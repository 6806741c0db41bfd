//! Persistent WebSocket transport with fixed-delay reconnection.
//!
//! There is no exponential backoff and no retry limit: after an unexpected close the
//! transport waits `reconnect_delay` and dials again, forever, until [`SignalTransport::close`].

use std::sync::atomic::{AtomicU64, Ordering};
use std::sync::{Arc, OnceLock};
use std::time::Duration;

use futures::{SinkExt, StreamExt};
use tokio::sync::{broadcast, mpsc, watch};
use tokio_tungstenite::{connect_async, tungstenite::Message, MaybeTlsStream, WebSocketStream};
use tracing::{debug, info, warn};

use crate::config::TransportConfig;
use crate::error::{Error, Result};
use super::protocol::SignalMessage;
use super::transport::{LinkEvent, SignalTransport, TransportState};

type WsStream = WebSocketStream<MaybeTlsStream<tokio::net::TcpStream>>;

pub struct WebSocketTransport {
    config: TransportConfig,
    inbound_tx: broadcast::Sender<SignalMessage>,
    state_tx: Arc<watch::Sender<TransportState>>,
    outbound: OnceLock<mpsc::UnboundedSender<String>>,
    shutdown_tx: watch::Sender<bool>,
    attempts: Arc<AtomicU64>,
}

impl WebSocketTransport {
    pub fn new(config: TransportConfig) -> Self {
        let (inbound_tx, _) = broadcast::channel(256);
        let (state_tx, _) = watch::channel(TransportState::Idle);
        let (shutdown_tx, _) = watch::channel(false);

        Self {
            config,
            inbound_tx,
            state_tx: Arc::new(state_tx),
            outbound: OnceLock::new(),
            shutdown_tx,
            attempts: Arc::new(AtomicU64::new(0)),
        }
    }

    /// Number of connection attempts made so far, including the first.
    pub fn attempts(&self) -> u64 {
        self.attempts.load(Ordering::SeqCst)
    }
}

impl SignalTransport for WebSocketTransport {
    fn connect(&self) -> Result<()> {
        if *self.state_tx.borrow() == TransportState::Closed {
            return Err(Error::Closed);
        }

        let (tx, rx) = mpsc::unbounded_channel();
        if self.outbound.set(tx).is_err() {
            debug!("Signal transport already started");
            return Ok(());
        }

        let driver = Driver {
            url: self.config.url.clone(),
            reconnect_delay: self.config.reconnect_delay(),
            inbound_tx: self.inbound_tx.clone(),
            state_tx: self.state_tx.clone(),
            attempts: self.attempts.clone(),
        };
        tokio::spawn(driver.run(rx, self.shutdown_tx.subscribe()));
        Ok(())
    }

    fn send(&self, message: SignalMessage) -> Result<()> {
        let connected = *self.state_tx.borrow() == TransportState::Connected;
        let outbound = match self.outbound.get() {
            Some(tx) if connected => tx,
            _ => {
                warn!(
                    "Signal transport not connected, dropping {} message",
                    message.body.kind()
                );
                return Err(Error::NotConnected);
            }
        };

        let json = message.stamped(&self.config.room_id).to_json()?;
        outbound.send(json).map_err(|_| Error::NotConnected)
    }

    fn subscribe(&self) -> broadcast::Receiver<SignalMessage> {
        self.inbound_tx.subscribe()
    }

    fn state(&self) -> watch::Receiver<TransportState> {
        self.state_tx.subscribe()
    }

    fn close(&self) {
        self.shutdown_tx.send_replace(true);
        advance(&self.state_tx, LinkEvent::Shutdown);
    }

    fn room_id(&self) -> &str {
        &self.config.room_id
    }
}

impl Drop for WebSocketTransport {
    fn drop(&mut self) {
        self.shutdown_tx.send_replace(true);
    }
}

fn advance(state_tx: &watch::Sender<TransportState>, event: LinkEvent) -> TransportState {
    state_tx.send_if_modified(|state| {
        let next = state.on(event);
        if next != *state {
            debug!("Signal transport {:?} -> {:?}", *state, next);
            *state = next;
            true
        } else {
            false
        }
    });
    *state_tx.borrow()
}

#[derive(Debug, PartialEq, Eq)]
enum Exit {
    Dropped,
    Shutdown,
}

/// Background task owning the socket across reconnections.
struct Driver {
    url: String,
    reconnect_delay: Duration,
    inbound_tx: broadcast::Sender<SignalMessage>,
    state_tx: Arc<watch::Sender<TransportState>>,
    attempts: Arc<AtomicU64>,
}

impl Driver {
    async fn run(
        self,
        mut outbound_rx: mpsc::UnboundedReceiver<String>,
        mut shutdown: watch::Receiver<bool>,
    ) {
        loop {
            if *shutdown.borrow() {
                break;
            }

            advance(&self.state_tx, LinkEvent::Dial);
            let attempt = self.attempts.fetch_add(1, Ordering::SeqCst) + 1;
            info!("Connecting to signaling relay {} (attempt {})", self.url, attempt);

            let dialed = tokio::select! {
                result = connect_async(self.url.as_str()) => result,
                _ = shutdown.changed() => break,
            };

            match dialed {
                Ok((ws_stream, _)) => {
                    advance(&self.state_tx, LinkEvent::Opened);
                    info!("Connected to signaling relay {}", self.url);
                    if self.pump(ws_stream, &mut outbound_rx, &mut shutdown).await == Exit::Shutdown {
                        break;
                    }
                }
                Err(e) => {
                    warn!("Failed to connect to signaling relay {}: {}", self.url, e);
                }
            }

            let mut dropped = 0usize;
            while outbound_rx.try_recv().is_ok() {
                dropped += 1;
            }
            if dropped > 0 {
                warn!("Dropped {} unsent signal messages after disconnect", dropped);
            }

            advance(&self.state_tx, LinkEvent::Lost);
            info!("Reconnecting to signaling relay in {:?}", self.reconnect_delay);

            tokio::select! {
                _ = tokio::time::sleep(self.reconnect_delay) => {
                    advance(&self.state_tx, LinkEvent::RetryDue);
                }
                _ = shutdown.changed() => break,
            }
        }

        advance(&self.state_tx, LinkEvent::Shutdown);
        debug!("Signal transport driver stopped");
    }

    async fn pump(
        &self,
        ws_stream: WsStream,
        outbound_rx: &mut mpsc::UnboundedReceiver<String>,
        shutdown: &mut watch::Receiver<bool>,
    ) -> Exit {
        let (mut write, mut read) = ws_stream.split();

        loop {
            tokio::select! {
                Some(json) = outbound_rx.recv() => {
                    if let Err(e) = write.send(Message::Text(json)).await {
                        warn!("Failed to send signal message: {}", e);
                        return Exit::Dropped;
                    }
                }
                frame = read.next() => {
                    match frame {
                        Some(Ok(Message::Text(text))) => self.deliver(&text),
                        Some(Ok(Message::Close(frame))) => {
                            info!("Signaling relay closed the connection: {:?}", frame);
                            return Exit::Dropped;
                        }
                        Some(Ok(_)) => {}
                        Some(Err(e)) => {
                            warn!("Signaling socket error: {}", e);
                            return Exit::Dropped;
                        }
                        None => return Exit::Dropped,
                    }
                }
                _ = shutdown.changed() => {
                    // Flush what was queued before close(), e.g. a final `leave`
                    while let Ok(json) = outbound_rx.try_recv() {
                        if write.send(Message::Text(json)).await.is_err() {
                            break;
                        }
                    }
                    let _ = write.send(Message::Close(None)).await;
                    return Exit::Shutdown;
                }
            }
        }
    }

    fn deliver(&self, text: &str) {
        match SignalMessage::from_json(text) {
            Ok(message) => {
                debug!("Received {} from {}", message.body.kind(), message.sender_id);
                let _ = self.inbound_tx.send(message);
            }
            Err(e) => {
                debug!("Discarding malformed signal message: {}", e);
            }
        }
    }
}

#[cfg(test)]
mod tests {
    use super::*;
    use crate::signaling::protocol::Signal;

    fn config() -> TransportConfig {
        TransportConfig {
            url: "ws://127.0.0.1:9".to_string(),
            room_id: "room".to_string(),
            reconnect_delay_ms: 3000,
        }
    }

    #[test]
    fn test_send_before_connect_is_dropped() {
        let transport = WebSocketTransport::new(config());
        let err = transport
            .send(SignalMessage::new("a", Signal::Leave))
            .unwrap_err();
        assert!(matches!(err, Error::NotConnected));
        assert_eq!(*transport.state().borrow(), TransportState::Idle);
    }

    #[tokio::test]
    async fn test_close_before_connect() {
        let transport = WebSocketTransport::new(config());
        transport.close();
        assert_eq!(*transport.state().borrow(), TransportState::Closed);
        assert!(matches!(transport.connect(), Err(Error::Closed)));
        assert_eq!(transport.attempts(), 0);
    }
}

---

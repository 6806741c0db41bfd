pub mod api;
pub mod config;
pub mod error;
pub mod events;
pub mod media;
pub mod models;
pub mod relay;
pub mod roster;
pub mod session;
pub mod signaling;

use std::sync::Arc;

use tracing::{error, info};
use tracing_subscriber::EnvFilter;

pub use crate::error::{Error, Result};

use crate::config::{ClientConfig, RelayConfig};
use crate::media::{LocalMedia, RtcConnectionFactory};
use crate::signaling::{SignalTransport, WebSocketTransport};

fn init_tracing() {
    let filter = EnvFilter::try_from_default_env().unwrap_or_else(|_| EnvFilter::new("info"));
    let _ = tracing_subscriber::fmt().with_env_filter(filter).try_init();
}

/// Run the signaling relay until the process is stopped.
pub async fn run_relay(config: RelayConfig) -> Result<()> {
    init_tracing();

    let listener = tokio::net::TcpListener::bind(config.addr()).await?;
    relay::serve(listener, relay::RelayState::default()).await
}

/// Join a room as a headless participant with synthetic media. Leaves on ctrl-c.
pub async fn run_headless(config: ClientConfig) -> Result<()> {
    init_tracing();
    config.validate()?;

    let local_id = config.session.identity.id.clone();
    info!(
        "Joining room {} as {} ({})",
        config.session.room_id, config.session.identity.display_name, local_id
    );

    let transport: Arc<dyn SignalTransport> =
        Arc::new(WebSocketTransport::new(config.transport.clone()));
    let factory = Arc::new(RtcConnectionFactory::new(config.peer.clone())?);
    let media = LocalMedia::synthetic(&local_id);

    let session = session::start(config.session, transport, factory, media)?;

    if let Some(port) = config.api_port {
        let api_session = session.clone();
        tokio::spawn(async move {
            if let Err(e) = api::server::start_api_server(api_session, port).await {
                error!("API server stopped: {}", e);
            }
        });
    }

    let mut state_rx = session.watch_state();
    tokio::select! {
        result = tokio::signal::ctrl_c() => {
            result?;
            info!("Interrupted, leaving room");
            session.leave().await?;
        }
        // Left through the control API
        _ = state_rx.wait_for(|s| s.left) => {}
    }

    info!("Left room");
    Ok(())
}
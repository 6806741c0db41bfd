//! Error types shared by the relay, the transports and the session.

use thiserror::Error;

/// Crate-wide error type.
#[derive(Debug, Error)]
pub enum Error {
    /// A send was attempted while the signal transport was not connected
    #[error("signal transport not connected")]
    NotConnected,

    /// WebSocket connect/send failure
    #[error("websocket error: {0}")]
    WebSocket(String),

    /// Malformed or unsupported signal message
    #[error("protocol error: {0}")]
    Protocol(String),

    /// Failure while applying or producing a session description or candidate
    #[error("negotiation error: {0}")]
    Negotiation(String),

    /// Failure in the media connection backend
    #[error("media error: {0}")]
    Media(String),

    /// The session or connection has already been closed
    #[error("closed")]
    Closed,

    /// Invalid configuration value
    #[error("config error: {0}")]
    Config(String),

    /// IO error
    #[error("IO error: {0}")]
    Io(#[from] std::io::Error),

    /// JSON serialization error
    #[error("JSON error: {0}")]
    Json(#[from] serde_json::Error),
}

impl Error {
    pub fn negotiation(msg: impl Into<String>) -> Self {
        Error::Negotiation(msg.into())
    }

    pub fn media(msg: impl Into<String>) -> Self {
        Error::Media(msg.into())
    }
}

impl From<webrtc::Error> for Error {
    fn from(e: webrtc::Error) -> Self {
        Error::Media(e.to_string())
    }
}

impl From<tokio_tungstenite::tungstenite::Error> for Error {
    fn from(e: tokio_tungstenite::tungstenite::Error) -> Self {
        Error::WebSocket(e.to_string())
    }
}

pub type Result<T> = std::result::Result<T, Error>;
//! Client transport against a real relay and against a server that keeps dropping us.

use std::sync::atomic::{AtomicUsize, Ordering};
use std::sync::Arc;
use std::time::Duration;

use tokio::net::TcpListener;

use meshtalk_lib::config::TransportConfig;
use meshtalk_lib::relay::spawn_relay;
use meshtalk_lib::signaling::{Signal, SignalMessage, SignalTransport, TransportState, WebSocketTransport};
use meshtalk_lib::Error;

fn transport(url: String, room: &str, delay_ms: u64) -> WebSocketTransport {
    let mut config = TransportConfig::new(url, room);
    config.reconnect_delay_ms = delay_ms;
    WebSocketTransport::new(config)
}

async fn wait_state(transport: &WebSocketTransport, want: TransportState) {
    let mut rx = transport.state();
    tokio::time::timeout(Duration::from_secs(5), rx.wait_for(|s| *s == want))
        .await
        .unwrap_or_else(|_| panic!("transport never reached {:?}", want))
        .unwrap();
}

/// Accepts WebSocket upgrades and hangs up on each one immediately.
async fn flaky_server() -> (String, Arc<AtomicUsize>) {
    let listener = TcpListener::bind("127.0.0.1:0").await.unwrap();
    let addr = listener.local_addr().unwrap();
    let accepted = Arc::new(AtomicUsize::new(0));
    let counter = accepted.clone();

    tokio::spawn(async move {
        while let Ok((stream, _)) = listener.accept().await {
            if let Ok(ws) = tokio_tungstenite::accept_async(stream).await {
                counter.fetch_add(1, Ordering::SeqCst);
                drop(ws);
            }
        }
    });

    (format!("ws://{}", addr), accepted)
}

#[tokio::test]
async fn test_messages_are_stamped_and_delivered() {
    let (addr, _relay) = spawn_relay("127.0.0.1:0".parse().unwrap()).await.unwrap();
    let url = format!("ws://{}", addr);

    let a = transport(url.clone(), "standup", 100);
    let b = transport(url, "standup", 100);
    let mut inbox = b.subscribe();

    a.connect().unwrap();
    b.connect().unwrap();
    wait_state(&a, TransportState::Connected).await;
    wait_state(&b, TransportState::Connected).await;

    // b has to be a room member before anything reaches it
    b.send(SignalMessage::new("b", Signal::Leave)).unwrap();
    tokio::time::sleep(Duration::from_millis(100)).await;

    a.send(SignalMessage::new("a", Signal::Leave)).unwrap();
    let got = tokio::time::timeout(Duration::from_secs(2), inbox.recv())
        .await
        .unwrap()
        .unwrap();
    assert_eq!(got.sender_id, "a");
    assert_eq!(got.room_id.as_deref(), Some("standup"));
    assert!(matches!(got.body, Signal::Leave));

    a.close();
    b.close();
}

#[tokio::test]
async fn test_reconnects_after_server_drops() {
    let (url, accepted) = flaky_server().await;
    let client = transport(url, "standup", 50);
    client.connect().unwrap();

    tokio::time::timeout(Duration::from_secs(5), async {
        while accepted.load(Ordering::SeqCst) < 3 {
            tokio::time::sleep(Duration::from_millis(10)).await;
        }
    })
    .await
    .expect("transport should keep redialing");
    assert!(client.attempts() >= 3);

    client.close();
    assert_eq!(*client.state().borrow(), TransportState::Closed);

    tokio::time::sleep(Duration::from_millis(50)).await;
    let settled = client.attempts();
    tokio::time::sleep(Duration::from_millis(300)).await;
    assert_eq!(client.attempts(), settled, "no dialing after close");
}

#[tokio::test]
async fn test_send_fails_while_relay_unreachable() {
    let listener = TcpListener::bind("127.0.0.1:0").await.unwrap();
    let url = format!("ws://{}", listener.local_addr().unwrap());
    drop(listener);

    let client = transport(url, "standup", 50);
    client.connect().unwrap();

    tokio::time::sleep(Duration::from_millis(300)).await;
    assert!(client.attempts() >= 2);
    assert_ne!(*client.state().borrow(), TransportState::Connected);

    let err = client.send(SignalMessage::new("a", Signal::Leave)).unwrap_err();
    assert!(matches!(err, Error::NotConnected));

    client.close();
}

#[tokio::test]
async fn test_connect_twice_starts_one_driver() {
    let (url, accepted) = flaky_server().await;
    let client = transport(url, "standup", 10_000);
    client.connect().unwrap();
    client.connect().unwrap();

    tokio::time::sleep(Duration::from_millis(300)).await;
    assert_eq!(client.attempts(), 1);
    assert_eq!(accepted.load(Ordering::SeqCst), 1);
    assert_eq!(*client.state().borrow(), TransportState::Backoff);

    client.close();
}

---

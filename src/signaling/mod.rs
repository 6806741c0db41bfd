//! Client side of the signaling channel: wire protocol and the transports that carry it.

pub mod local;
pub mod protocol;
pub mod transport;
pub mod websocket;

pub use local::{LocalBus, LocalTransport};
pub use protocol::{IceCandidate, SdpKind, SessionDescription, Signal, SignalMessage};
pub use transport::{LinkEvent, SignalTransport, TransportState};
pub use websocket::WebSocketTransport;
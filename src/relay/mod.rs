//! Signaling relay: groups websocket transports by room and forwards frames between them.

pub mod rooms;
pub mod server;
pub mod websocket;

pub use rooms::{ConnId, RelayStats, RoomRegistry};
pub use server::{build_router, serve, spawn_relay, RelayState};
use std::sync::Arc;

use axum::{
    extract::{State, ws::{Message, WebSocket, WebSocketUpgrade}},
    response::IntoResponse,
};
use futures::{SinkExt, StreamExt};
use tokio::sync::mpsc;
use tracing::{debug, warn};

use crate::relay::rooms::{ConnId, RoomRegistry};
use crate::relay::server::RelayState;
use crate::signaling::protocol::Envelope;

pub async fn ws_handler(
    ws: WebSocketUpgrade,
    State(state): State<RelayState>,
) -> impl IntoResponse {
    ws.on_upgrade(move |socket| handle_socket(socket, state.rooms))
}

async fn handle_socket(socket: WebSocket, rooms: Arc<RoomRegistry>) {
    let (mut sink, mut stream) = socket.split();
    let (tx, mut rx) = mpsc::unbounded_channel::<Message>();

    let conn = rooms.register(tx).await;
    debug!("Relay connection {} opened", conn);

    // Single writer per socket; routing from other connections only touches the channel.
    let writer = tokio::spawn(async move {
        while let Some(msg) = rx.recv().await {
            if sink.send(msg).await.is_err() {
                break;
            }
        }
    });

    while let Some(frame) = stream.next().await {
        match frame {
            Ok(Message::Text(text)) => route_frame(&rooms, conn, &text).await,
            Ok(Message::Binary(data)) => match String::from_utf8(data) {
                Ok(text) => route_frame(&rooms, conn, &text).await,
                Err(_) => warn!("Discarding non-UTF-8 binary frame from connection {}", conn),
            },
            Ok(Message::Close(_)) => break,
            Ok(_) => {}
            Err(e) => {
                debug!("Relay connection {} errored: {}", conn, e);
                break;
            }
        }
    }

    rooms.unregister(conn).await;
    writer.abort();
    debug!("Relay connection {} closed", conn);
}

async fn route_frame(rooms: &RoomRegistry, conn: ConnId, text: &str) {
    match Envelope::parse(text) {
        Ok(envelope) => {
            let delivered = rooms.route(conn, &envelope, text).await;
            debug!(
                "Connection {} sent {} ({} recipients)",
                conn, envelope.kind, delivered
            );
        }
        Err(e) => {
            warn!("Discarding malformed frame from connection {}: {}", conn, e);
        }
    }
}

Work order: Across the whole listing above, count each line in which the string "RoomRegistry" occurs; respond with that number only.

Answer: 4